Work to complete:
For the material below, return exactly the lines starting at the one holding "default R2 bucket." and ending at the one holding "pub fn from_env()", counting both as part of the range.

Data:
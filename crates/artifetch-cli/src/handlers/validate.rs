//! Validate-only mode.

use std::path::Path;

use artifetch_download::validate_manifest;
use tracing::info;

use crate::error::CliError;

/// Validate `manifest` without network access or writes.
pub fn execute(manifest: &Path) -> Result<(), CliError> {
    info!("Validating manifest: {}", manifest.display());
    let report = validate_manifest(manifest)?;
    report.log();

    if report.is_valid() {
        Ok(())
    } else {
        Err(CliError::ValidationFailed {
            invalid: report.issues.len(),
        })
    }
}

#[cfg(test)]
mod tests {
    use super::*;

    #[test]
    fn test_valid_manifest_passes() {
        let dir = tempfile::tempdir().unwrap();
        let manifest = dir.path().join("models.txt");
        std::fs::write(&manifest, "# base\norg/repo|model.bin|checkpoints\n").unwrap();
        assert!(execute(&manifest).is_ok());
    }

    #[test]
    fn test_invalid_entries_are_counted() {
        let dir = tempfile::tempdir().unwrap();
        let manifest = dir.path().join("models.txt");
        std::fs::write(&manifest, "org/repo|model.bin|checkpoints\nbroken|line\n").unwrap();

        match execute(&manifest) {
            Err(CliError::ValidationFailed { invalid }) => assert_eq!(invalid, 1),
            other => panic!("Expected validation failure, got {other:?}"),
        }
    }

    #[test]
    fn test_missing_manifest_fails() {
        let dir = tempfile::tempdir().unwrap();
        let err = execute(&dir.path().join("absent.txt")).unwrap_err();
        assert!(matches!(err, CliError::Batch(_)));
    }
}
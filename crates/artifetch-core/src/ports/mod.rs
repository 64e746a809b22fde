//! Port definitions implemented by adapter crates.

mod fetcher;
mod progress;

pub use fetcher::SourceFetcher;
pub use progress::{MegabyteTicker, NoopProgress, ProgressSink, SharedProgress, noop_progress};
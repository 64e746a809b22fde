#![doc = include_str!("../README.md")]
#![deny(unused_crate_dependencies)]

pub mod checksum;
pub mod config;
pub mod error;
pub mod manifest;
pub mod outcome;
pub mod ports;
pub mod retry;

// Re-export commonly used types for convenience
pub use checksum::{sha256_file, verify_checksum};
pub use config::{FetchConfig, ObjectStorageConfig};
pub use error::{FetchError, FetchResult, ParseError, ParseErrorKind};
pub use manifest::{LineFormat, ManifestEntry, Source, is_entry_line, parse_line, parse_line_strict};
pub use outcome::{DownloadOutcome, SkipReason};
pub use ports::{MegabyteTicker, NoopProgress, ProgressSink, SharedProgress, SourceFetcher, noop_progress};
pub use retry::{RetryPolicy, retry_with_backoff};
==
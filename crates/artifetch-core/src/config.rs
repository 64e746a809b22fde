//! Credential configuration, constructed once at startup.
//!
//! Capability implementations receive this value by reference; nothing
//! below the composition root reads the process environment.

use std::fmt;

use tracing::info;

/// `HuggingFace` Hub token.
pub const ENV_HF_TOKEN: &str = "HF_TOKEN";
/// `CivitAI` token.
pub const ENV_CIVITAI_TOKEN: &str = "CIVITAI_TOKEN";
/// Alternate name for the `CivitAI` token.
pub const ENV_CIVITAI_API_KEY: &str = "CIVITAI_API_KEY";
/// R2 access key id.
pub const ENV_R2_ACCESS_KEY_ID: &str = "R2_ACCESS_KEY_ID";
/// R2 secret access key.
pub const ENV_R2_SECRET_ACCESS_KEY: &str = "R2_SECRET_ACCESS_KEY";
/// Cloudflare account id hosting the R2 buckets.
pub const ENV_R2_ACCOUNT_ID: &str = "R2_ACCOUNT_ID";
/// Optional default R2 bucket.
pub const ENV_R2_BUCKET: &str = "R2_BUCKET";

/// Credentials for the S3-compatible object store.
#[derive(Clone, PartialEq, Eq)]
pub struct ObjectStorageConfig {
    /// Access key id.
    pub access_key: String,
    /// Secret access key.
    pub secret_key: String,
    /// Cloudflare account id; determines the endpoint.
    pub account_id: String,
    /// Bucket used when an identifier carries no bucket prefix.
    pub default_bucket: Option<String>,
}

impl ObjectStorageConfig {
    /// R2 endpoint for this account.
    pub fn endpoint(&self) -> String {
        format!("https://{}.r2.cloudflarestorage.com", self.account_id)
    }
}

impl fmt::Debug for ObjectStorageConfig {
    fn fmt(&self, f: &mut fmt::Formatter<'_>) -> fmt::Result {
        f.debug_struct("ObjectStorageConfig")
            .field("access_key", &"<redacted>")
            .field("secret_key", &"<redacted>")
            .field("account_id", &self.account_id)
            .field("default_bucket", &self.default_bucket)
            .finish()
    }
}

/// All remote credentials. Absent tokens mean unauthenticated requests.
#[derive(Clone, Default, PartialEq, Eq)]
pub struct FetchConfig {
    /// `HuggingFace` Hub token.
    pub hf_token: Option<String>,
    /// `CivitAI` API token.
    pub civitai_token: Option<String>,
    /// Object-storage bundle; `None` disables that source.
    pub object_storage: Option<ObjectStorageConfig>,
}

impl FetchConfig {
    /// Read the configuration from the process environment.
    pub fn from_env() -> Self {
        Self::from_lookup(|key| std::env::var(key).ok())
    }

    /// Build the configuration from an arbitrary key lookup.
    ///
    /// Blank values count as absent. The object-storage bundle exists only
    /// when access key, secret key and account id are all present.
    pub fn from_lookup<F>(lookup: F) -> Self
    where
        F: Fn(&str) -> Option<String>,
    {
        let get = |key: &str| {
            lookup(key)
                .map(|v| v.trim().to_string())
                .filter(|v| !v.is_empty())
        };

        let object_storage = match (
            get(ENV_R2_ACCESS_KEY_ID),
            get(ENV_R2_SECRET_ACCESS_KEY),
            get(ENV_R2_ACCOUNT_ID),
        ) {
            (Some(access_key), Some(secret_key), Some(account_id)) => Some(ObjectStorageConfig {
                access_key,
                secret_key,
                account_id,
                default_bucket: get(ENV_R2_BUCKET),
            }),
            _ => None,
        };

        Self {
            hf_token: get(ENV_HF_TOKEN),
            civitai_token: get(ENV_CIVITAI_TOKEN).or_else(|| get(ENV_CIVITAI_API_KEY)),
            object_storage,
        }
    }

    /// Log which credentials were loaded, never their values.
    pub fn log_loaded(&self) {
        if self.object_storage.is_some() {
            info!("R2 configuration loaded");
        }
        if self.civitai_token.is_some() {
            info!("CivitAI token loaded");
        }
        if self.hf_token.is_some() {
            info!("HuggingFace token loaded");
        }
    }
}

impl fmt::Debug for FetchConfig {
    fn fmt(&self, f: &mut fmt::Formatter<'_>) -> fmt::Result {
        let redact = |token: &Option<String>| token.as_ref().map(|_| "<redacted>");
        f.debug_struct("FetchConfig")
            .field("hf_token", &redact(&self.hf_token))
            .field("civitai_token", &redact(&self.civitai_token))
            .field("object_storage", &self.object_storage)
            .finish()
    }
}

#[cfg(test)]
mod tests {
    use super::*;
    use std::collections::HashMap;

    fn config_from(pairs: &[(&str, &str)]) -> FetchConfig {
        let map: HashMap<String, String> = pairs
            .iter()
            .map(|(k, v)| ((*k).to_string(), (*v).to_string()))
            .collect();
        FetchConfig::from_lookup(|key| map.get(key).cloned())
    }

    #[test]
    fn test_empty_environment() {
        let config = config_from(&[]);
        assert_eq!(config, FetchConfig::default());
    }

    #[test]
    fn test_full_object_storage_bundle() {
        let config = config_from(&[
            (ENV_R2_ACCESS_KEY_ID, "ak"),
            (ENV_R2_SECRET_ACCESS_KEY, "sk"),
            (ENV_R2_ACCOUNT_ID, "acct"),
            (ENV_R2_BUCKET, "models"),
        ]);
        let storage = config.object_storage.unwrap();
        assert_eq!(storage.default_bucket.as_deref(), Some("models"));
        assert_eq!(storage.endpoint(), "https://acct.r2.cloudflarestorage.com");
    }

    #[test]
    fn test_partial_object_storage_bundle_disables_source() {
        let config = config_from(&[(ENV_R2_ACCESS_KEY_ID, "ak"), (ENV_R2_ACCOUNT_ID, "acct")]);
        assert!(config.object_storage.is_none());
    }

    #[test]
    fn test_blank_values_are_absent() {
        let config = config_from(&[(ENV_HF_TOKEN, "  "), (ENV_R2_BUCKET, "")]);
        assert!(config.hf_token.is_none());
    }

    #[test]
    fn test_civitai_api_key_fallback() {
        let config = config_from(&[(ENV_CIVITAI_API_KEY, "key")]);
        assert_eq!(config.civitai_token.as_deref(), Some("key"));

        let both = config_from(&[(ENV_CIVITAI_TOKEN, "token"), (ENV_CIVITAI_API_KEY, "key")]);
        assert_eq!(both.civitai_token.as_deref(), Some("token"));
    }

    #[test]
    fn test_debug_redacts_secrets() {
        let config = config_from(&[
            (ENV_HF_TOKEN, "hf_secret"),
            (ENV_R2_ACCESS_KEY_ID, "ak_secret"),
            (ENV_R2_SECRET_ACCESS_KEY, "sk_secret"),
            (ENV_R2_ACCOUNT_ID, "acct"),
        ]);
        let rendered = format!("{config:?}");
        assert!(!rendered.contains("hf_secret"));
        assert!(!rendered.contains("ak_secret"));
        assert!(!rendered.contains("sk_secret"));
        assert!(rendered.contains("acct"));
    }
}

Response:
/// Optional default R2 bucket.
pub const ENV_R2_BUCKET: &str = "R2_BUCKET";

/// Credentials for the S3-compatible object store.
#[derive(Clone, PartialEq, Eq)]
pub struct ObjectStorageConfig {
    /// Access key id.
    pub access_key: String,
    /// Secret access key.
    pub secret_key: String,
    /// Cloudflare account id; determines the endpoint.
    pub account_id: String,
    /// Bucket used when an identifier carries no bucket prefix.
    pub default_bucket: Option<String>,
}

impl ObjectStorageConfig {
    /// R2 endpoint for this account.
    pub fn endpoint(&self) -> String {
        format!("https://{}.r2.cloudflarestorage.com", self.account_id)
    }
}

impl fmt::Debug for ObjectStorageConfig {
    fn fmt(&self, f: &mut fmt::Formatter<'_>) -> fmt::Result {
        f.debug_struct("ObjectStorageConfig")
            .field("access_key", &"<redacted>")
            .field("secret_key", &"<redacted>")
            .field("account_id", &self.account_id)
            .field("default_bucket", &self.default_bucket)
            .finish()
    }
}

/// All remote credentials. Absent tokens mean unauthenticated requests.
#[derive(Clone, Default, PartialEq, Eq)]
pub struct FetchConfig {
    /// `HuggingFace` Hub token.
    pub hf_token: Option<String>,
    /// `CivitAI` API token.
    pub civitai_token: Option<String>,
    /// Object-storage bundle; `None` disables that source.
    pub object_storage: Option<ObjectStorageConfig>,
}

impl FetchConfig {
    /// Read the configuration from the process environment.
    pub fn from_env() -> Self {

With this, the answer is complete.